PROBLEM
Across all the entries, tally the lines holding the word "HostOverrides", and give the number by itself.

START MATERIALS PROVIDED

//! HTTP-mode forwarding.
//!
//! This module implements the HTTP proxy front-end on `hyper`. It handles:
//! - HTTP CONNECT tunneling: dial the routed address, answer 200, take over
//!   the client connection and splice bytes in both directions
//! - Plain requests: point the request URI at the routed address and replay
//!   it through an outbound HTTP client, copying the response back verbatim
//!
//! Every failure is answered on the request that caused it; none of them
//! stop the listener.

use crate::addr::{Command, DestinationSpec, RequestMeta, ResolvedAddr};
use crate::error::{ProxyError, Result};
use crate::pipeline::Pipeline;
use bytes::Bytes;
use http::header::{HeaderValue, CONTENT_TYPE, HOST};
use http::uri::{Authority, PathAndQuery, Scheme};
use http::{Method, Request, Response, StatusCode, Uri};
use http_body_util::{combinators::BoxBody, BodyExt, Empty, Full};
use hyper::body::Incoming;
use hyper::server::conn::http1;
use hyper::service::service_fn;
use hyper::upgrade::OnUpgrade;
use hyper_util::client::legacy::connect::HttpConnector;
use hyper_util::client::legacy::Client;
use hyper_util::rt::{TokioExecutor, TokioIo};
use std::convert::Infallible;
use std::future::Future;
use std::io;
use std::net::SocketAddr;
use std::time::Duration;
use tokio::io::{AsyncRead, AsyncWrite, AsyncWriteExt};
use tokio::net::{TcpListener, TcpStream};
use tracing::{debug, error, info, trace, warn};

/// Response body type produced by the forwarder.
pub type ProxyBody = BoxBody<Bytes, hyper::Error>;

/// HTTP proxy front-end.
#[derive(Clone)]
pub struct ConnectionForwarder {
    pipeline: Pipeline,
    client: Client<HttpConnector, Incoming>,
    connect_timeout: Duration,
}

END MATERIALS PROVIDED
START MATERIALS PROVIDED

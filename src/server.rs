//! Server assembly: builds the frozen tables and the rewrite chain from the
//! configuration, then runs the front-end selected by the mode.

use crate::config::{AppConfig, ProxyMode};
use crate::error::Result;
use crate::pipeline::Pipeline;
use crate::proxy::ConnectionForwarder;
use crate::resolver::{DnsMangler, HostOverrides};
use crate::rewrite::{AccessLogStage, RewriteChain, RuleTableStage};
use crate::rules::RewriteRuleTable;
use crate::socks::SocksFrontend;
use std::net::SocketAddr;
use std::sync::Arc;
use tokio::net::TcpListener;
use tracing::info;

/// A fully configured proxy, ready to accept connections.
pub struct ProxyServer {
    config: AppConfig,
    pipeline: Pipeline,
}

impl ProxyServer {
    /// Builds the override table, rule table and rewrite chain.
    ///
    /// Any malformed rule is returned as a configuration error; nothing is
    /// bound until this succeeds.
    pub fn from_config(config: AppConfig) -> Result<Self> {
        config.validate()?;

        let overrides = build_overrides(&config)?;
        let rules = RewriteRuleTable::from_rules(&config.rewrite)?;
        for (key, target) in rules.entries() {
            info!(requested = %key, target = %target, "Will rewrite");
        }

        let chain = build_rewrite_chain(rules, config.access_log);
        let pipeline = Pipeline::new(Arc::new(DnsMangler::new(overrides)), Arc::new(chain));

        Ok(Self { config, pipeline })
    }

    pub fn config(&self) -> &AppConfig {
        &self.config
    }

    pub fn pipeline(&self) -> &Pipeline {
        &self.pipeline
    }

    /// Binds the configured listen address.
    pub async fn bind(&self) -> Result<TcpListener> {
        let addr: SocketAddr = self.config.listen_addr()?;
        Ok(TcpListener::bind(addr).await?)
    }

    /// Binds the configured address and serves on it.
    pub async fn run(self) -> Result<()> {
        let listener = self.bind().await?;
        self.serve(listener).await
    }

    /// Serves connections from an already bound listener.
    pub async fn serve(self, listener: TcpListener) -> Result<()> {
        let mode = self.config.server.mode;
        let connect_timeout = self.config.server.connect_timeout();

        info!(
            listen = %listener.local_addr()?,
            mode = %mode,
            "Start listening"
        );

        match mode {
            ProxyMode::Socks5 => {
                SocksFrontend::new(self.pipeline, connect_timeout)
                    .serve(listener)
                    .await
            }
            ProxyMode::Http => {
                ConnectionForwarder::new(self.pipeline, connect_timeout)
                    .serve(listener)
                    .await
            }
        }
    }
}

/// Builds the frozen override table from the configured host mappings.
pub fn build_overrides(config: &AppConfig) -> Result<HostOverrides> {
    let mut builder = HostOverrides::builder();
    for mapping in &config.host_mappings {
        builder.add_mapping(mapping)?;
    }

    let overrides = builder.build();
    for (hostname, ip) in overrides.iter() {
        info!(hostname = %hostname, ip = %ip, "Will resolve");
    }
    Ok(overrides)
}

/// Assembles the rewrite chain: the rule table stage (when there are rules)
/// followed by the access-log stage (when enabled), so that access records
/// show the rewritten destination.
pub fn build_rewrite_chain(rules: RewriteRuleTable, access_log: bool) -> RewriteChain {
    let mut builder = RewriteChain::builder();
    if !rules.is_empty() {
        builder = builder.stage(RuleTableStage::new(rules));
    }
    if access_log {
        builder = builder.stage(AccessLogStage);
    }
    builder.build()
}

END MATERIALS PROVIDED

THE ANSWER
3